We have not needed to. We have had three Ministers this year by mutual agreement, and I am pleased by that response. Ministers have been prepared to come to meet us and industry representatives. The fact that Ministers and parliamentarians are at the table brings chief executives there, and the fact that chief executives come complements the other meetings that we have, in which people with more technical or detailed knowledge are able to take part. My hon. Friend the Member for Central Ayrshire prompts me to note that I had missed out a reference to the British-American Parliamentary Group, another of the distinguished band of organisations that are important in the work.
I have already referred to the fact that the arrangements are already working in relation to our communications with the Home Secretary. In response to the request for comment, we have received responses from a number of parliamentarians, including my hon. Friend Chi Onwurah, the hon. Members for Cambridge (Dr Huppert) and for Harlow (Robert Halfon), and others who were more frequently involved in the all-party group’s work. Key points were made that the riots were not a breakdown of society as a whole, but isolated incidents of unrest followed relentlessly by the 24-hour media, and that the internet and online social networks were a channel for a widespread outpouring of positivity and reconstructive effort after the riots. That must be considered in balance with the use of the internet by some people to organise some of the activity. In the case of the police in Manchester, when people tweeted to say where the next activity was going to take place, the police tweeted back to say, “Thanks for telling us. We will be there too.” Therefore, it is not all one way.
Part of PICTFOR’s role is to raise our game at the international level, persuading more parliamentarians to engage with the IGF, the Commonwealth Parliamentary Association, the IPU, and directly with members of overseas Parliaments, particularly the Americans, whom we are engaging through an annual internet event in Congress.
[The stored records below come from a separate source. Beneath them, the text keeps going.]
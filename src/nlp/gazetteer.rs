//! Fixed term lists for pattern-based recognition.

/// Entity label emitted for satellite gazetteer hits
pub const LABEL_SATELLITES: &str = "SATELLITES";
pub const LABEL_DATA_PRODUCTS: &str = "DATA_PRODUCTS";
pub const LABEL_SERVICES: &str = "SERVICES";
pub const LABEL_TECHNICAL_TERMS: &str = "TECHNICAL_TERMS";

/// Domain categories in match order.
pub const DOMAIN_CATEGORIES: &[(&str, &[&str])] = &[
    (
        LABEL_SATELLITES,
        &[
            "INSAT",
            "OCEANSAT",
            "CARTOSAT",
            "RESOURCESAT",
            "RISAT",
            "SARAL",
            "SCATSAT",
            "MEGHA-TROPIQUES",
            "ASTROSAT",
        ],
    ),
    (
        LABEL_DATA_PRODUCTS,
        &[
            "SST",
            "Sea Surface Temperature",
            "Chlorophyll",
            "Wind Speed",
            "Significant Wave Height",
            "Bathymetry",
            "Land Cover",
            "NDVI",
            "Ocean Color",
            "Altimetry",
        ],
    ),
    (
        LABEL_SERVICES,
        &[
            "Data Download",
            "Visualization",
            "API",
            "Subsetting",
            "Time Series",
            "Animation",
            "Browse Products",
        ],
    ),
    (
        LABEL_TECHNICAL_TERMS,
        &[
            "NetCDF",
            "HDF",
            "GeoTIFF",
            "WMS",
            "WCS",
            "OGC",
            "Metadata",
            "Projection",
            "Coordinate System",
        ],
    ),
];

/// Place names recognised as `GPE`.
pub const LOCATIONS: &[&str] = &[
    "India",
    "Indian Ocean",
    "Arabian Sea",
    "Bay of Bengal",
    "Andaman Sea",
    "Ahmedabad",
    "Bengaluru",
    "Bangalore",
    "Hyderabad",
    "Sriharikota",
    "Thiruvananthapuram",
    "New Delhi",
    "Himalayas",
    "Antarctica",
];

/// Organisations recognised as `ORG` without a suffix cue.
pub const ORGANIZATIONS: &[&str] = &[
    "ISRO", "MOSDAC", "SAC", "NRSC", "INCOIS", "IMD", "NCMRWF", "NASA", "NOAA", "ESA",
    "EUMETSAT", "CNES", "JAXA",
];

/// Words that terminate an organisation name ("Space Applications Centre").
pub const ORGANIZATION_SUFFIXES: &[&str] = &[
    "Organisation",
    "Organization",
    "Centre",
    "Center",
    "Agency",
    "Institute",
    "Department",
    "Administration",
    "Ministry",
    "University",
    "Laboratory",
];

/// Too common to be a relationship endpoint.
pub const COMMON_WORDS: &[&str] = &[
    "the", "a", "an", "and", "or", "but", "in", "on", "at", "to", "for", "of", "with", "by",
    "this", "that", "these", "those", "is", "are", "was", "were", "be", "been", "have", "has",
    "had", "do", "does", "did", "will", "would", "could", "should", "may", "might", "can",
];

/// Words skipped when walking from a verb to its subject or object.
pub const FILLER_WORDS: &[&str] = &[
    "also", "now", "currently", "primarily", "mainly", "regularly", "routinely", "only",
    "all", "its", "their", "our", "various", "several", "many", "new", "it", "they", "we",
];

/// Verb surface forms and their lemmas, for subject-verb-object matching.
pub const VERB_LEMMAS: &[(&str, &str)] = &[
    ("provides", "provide"),
    ("provided", "provide"),
    ("offers", "offer"),
    ("generates", "generate"),
    ("generated", "generate"),
    ("operates", "operate"),
    ("operated", "operate"),
    ("distributes", "distribute"),
    ("disseminates", "disseminate"),
    ("archives", "archive"),
    ("launched", "launch"),
    ("launches", "launch"),
    ("hosts", "host"),
    ("supports", "support"),
    ("produces", "produce"),
    ("produced", "produce"),
    ("measures", "measure"),
    ("monitors", "monitor"),
    ("observes", "observe"),
    ("covers", "cover"),
    ("carries", "carry"),
    ("includes", "include"),
    ("contains", "contain"),
    ("uses", "use"),
    ("processes", "process"),
    ("processed", "process"),
    ("delivers", "deliver"),
    ("acquires", "acquire"),
    ("tracks", "track"),
    ("manages", "manage"),
    ("develops", "develop"),
    ("developed", "develop"),
    ("maintains", "maintain"),
];

/// English stopwords excluded from keyword extraction.
pub const STOPWORDS: &[&str] = &[
    "a", "about", "above", "after", "again", "against", "all", "also", "am", "an", "and", "any",
    "are", "around", "as", "at", "be", "became", "because", "been", "before", "being", "below",
    "between", "both", "but", "by", "call", "can", "cannot", "could", "did", "do", "does",
    "doing", "done", "down", "during", "each", "either", "else", "enough", "even", "every",
    "few", "for", "from", "further", "get", "give", "go", "had", "has", "have", "having", "he",
    "her", "here", "hers", "him", "his", "how", "however", "i", "if", "in", "into", "is", "it",
    "its", "itself", "just", "keep", "last", "least", "less", "made", "make", "many", "may",
    "me", "might", "more", "most", "much", "must", "my", "neither", "never", "next", "no",
    "nor", "not", "nothing", "now", "of", "off", "often", "on", "once", "one", "only", "or",
    "other", "our", "ours", "out", "over", "own", "part", "per", "please", "put", "quite",
    "rather", "really", "regarding", "same", "say", "see", "seem", "several", "she", "should",
    "show", "side", "since", "so", "some", "still", "such", "take", "than", "that", "the",
    "their", "them", "then", "there", "these", "they", "this", "those", "though", "through",
    "thus", "to", "together", "too", "toward", "under", "until", "up", "upon", "us", "used",
    "using", "various", "very", "via", "was", "we", "well", "were", "what", "when", "where",
    "whether", "which", "while", "who", "whole", "whom", "whose", "why", "will", "with",
    "within", "without", "would", "yet", "you", "your", "yours",
];

pub fn is_common_word(word: &str) -> bool {
    word.chars().count() < 2 || COMMON_WORDS.contains(&word.to_lowercase().as_str())
}

pub fn is_stopword(word: &str) -> bool {
    STOPWORDS.contains(&word)
}

pub fn verb_lemma(word: &str) -> Option<&'static str> {
    let lower = word.to_lowercase();
    VERB_LEMMAS
        .iter()
        .find(|(form, _)| *form == lower)
        .map(|(_, lemma)| *lemma)
}
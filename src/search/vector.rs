use crate::search::SearchHit;
use std::cmp::Ordering;

/// Score used when the query text occurs in the document and embeddings are unusable
pub const LEXICAL_HIT_SCORE: f32 = 0.5;
/// Score for every other document in lexical mode
pub const LEXICAL_MISS_SCORE: f32 = 0.1;

/// Compute cosine similarity between two vectors
///
/// # Returns
///
/// Cosine similarity in [-1, 1], 0.0 if either vector has zero magnitude,
/// or `None` when the dimensions differ.
pub fn cosine_similarity(a: &[f32], b: &[f32]) -> Option<f32> {
    if a.len() != b.len() {
        return None;
    }

    let dot: f32 = a.iter().zip(b.iter()).map(|(x, y)| x * y).sum();
    let mag_a: f32 = a.iter().map(|x| x * x).sum::<f32>().sqrt();
    let mag_b: f32 = b.iter().map(|x| x * x).sum::<f32>().sqrt();

    if mag_a == 0.0 || mag_b == 0.0 {
        return Some(0.0);
    }

    Some(dot / (mag_a * mag_b))
}

/// Binary relevance signal for degraded mode: case-insensitive substring match.
pub fn lexical_score(query: &str, document: &str) -> f32 {
    if document.to_lowercase().contains(&query.to_lowercase()) {
        LEXICAL_HIT_SCORE
    } else {
        LEXICAL_MISS_SCORE
    }
}

/// Sort scored ids by score descending, ties by ascending id, and assign 1-based ranks.
pub fn rank(scored: Vec<(String, f32)>) -> Vec<SearchHit> {
    let mut scored = scored;
    scored.sort_by(|a, b| {
        b.1.partial_cmp(&a.1)
            .unwrap_or(Ordering::Equal)
            .then_with(|| a.0.cmp(&b.0))
    });

    scored
        .into_iter()
        .enumerate()
        .map(|(idx, (doc_id, score))| SearchHit {
            doc_id,
            score,
            rank: idx + 1,
        })
        .collect()
}

/// Keep the first `k` hits, renumbering ranks after any filtering.
pub fn take_ranked(hits: impl IntoIterator<Item = SearchHit>, k: usize) -> Vec<SearchHit> {
    hits.into_iter()
        .take(k)
        .enumerate()
        .map(|(idx, mut hit)| {
            hit.rank = idx + 1;
            hit
        })
        .collect()
}
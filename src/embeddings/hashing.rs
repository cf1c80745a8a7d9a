//! Deterministic feature-hashing embedder for offline use and tests.
//!
//! Buckets come from SHA-256, whose output is fixed, so vectors persisted by
//! one build keep matching queries embedded by another.

use sha2::{Digest, Sha256};

/// Bag-of-words embedding: every lowercased alphanumeric token is hashed
/// into one of `dim` buckets, then the vector is L2-normalised so cosine
/// similarity reduces to a dot product.
#[derive(Debug, Clone)]
pub struct HashingEmbedder {
    dim: usize,
}

impl HashingEmbedder {
    pub fn new(dim: usize) -> Self {
        Self { dim: dim.max(8) }
    }

    pub fn dimension(&self) -> usize {
        self.dim
    }

    pub fn embed(&self, text: &str) -> Vec<f32> {
        let mut vec = vec![0.0f32; self.dim];

        for token in text
            .split(|c: char| !c.is_alphanumeric())
            .filter(|t| !t.is_empty())
        {
            vec[bucket(&token.to_lowercase(), self.dim)] += 1.0;
        }

        normalize(&mut vec);
        vec
    }
}

/// First eight digest bytes, little-endian, modulo `dim`.
fn bucket(token: &str, dim: usize) -> usize {
    let digest = Sha256::digest(token.as_bytes());
    let mut prefix = [0u8; 8];
    prefix.copy_from_slice(&digest[..8]);
    (u64::from_le_bytes(prefix) % dim as u64) as usize
}

fn normalize(vec: &mut [f32]) {
    let norm = vec.iter().map(|v| v * v).sum::<f32>().sqrt();
    if norm > 0.0 {
        vec.iter_mut().for_each(|v| *v /= norm);
    }
}
#[cfg(test)]
mod tests {
    use super::*;
    use crate::embeddings::HashingEmbedder;
    use serde_json::json;
    use tempfile::TempDir;

    fn hashing_index() -> VectorIndex {
        VectorIndex::new(Some(EmbeddingBackend::Hashing(HashingEmbedder::new(256))))
    }

    async fn seeded_index() -> VectorIndex {
        let mut index = hashing_index();
        let docs = vec![
            ("SST", "SST PRODUCT Sea Surface Temperature data", "ocean"),
            ("Chlorophyll", "Chlorophyll PRODUCT Ocean chlorophyll concentration data", "ocean"),
            ("Land_Cover", "Land_Cover PRODUCT Land cover classification data", "land"),
            ("User_Registration", "User_Registration SERVICE User account management", "portal"),
        ];
        for (id, text, domain) in docs {
            let mut metadata = Metadata::new();
            metadata.insert("domain".to_string(), json!(domain));
            index.add_document(id, text, Some(metadata)).await.unwrap();
        }
        index
    }

    #[tokio::test]
    async fn test_add_document_empty_text_is_noop() {
        let mut index = hashing_index();
        index.add_document("empty", "", None).await.unwrap();
        assert!(index.is_empty());
    }

    #[tokio::test]
    async fn test_add_document_without_backend_is_noop() {
        let mut index = VectorIndex::new(None);
        assert!(!index.embedding_available());
        index.add_document("SST", "Sea Surface Temperature", None).await.unwrap();
        assert!(index.is_empty());
        assert!(index.search("Sea Surface Temperature", 5).await.is_empty());
    }

    #[tokio::test]
    async fn test_add_document_replaces_and_keeps_metadata() {
        let mut index = seeded_index().await;
        index
            .add_document("SST", "SST PRODUCT sea surface temperature anomalies", None)
            .await
            .unwrap();
        assert_eq!(index.len(), 4);
        assert_eq!(
            index.get_document("SST"),
            Some("SST PRODUCT sea surface temperature anomalies")
        );
        assert_eq!(index.get_metadata("SST").unwrap()["domain"], json!("ocean"));
    }

    #[tokio::test]
    async fn test_search_ranks_best_match_first() {
        let index = seeded_index().await;
        let hits = index.search("Sea Surface Temperature", 3).await;
        assert_eq!(hits.len(), 3);
        assert_eq!(hits[0].doc_id, "SST");
        assert_eq!(hits[0].rank, 1);
        assert!(hits.windows(2).all(|w| w[0].score >= w[1].score));
    }

    #[tokio::test]
    async fn test_search_empty_query_and_empty_index() {
        let index = seeded_index().await;
        assert!(index.search("", 5).await.is_empty());
        assert!(hashing_index().search("SST", 5).await.is_empty());
    }

    #[tokio::test]
    async fn test_batch_add_skips_empty_text() {
        let mut index = hashing_index();
        let added = index
            .batch_add_documents(vec![
                ("INSAT".into(), "INSAT SATELLITE Indian National Satellite System".into(), None),
                ("blank".into(), String::new(), None),
                ("SST".into(), "SST PRODUCT Sea Surface Temperature data".into(), None),
            ])
            .await
            .unwrap();
        assert_eq!(added, 2);
        assert!(!index.contains("blank"));
        assert_eq!(index.document_ids().collect::<Vec<_>>(), vec!["INSAT", "SST"]);
    }

    #[tokio::test]
    async fn test_filters_apply_after_ranking() {
        let index = seeded_index().await;
        let mut filters = Metadata::new();
        filters.insert("domain".to_string(), json!("ocean"));

        let hits = index.semantic_search_with_filters("ocean data", &filters, 5).await;
        assert_eq!(hits.len(), 2);
        assert!(hits.iter().all(|h| h.doc_id == "SST" || h.doc_id == "Chlorophyll"));
        assert_eq!(hits[0].rank, 1);

        let unfiltered = index.search("ocean data", 10).await;
        for hit in &hits {
            let same = unfiltered.iter().find(|u| u.doc_id == hit.doc_id).unwrap();
            assert_eq!(same.score, hit.score);
        }
    }

    #[tokio::test]
    async fn test_similar_documents_exclude_self() {
        let index = seeded_index().await;
        let similar = index.get_similar_documents("Chlorophyll", 3).await;
        assert_eq!(similar.len(), 3);
        assert!(similar.iter().all(|h| h.doc_id != "Chlorophyll"));
        assert!(index.get_similar_documents("missing", 3).await.is_empty());
    }

    #[tokio::test]
    async fn test_update_and_remove() {
        let mut index = seeded_index().await;
        index.update_document("unknown", "text", None).await.unwrap();
        assert!(!index.contains("unknown"));

        assert!(index.remove_document("Land_Cover").is_some());
        assert_eq!(index.len(), 3);
        index.clear();
        assert!(index.is_empty());
    }

    #[tokio::test]
    async fn test_save_load_round_trip_preserves_rankings() {
        let temp_dir = TempDir::new().unwrap();
        let path = temp_dir.path().join("vectors.json");

        let index = seeded_index().await;
        let before = index.search("ocean chlorophyll", 4).await;
        index.save_to_file(&path).unwrap();

        let mut restored = hashing_index();
        assert!(restored.load_from_file(&path).unwrap());
        let after = restored.search("ocean chlorophyll", 4).await;

        assert_eq!(before, after);
        assert_eq!(restored.get_metadata("SST").unwrap()["domain"], json!("ocean"));
    }

    #[tokio::test]
    async fn test_load_replaces_instead_of_merging() {
        let temp_dir = TempDir::new().unwrap();
        let path = temp_dir.path().join("vectors.json");
        seeded_index().await.save_to_file(&path).unwrap();

        let mut other = hashing_index();
        other.add_document("Bathymetry", "Bathymetry PRODUCT Ocean depth measurements", None).await.unwrap();
        other.load_from_file(&path).unwrap();
        assert!(!other.contains("Bathymetry"));
        assert_eq!(other.len(), 4);
    }

    #[tokio::test]
    async fn test_load_rejects_other_backend_and_keeps_state() {
        let temp_dir = TempDir::new().unwrap();
        let path = temp_dir.path().join("vectors.json");
        seeded_index().await.save_to_file(&path).unwrap();

        let mut narrow = VectorIndex::new(Some(EmbeddingBackend::Hashing(HashingEmbedder::new(64))));
        narrow.add_document("SST", "SST PRODUCT Sea Surface Temperature data", None).await.unwrap();

        let err = narrow.load_from_file(&path).unwrap_err();
        assert!(matches!(err, SatqaError::Index(_)));
        assert_eq!(narrow.len(), 1);
        assert_eq!(narrow.stats().embedding_dimension, 64);
        assert_eq!(narrow.search("Sea Surface Temperature", 1).await[0].doc_id, "SST");
    }

    #[tokio::test]
    async fn test_load_rejects_wrong_dimension_without_backend_name() {
        let temp_dir = TempDir::new().unwrap();
        let path = temp_dir.path().join("vectors.json");
        seeded_index().await.save_to_file(&path).unwrap();

        let mut raw: serde_json::Value =
            serde_json::from_str(&std::fs::read_to_string(&path).unwrap()).unwrap();
        raw.as_object_mut().unwrap().remove("backend");
        std::fs::write(&path, raw.to_string()).unwrap();

        let mut narrow = VectorIndex::new(Some(EmbeddingBackend::Hashing(HashingEmbedder::new(64))));
        assert!(narrow.load_from_file(&path).is_err());
        assert!(narrow.is_empty());

        let mut same = hashing_index();
        assert!(same.load_from_file(&path).unwrap());
        assert_eq!(same.len(), 4);
    }

    #[tokio::test]
    async fn test_similar_documents_with_huge_k() {
        let index = seeded_index().await;
        let similar = index.get_similar_documents("SST", usize::MAX).await;
        assert_eq!(similar.len(), 3);
    }

    #[test]
    fn test_load_missing_file_keeps_state() {
        let mut index = hashing_index();
        let loaded = index.load_from_file(Path::new("/nonexistent/vectors.json")).unwrap();
        assert!(!loaded);
        assert!(index.is_empty());
    }

    #[tokio::test]
    async fn test_stats() {
        let index = seeded_index().await;
        let stats = index.stats();
        assert_eq!(stats.total_documents, 4);
        assert_eq!(stats.embedding_dimension, 256);
        assert_eq!(stats.backend, "hashing-sha256:256");
        assert_eq!(VectorIndex::new(None).stats().backend, "none");
    }
}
The most important aspects are to use the partnership between MPs and industry representatives to inform Parliament in the mainstream rather than at the periphery, to ensure that we continue to punch above our weight in protecting the concept of an open, co-operative and multi-stakeholder approach to internet governance, and to fight off attempts to impose a centralised and bureaucratic approach to managing the internet, whether in terms of critical infrastructure, online behaviour or the exploitation—in a positive sense—of the internet’s potential.
We are bringing together opinions from industry and Parliament. I wish I had some time to enumerate the comments that have come in. We had hoped for a longer debate, but we are grateful for the opportunity today to raise these issues. We intend to summarise all the issues and provide them to both the Minister and MPs to inform future debates.
Just to pick up one point made by my hon. Friend the Member for Newcastle upon Tyne Central, there will be one debate a year to look at the overarching issues with the internet. The internet touches on so many issues that there are bound to be debates on Bills and on the Adjournment regarding specific issues, including those that have been raised by some hon. Members in their interventions on me.
My message to parliamentarians and to business is that, although good governance may sound boring, it is essential. Banking governance was boring, until the failure of governance in the world’s banks brought the international financial structures to collapse. Let us avoid such a debacle online by fighting for good co-operative governance of the internet now.
At a time of massive constraints on the public purse—I will not go into the discussion about whether they need to come so fast or cut so deep—it is not just tempting to use the efficiency of the net to deliver public services, but right and essential. However, that would involve a massive improvement in the quality of public procurement, of which I had some experience as a Minister. It is vital to recognise that some 40% of those who are not online at the moment were shown in recent research to be so resistant to going online that they would not do so even if they were provided with free broadband and a free computer. Some may be resistant or even perversely reluctant; others may simply be unable to cope. That latter group includes some of the most vulnerable people in our society. It follows that the exploitation of online delivery options by the Government needs to be costed in a way that ensures the availability of services to those who do not go online, which might involve paying for facilitation, perhaps at local libraries or in post offices. However, if it is not built into the Government’s model, it will bring online delivery into disrepute and widen the digital divide into a chasm, ultimately creating a problem that will involve even more expense to solve than building in the solution at the design stage.
Cloud computing is often highlighted as a challenge to public services, but in many ways, it is already with us. The challenge, in my view, is good management, including good data management, rather than major issues of principle. Security of infrastructure and our national security are enormously important, and they are given considerable emphasis by the Government. However, it is also important to deal with the low-level crime and nuisance activity that face people every day. I am pleading for a broken windows approach to the internet. Having succeeded in local crime reduction, that approach would be able to help us in the online world.
I am also a little concerned about the language that is creeping into the discussion. I challenged some police officers who talked about “cyber” as if it were a term of art to describe a discrete chunk of reality. They responded by saying that the police were merely reflecting the language of Ministers. If that is the case—I am not sure that it is—we need to change the language. Internet-related crime is not entirely about technology; indeed it is mainly about human behaviour and criminal activity. The use of the internet is relevant only in the same way that a burglar uses a motorway or footpath to reach someone’s house to break in.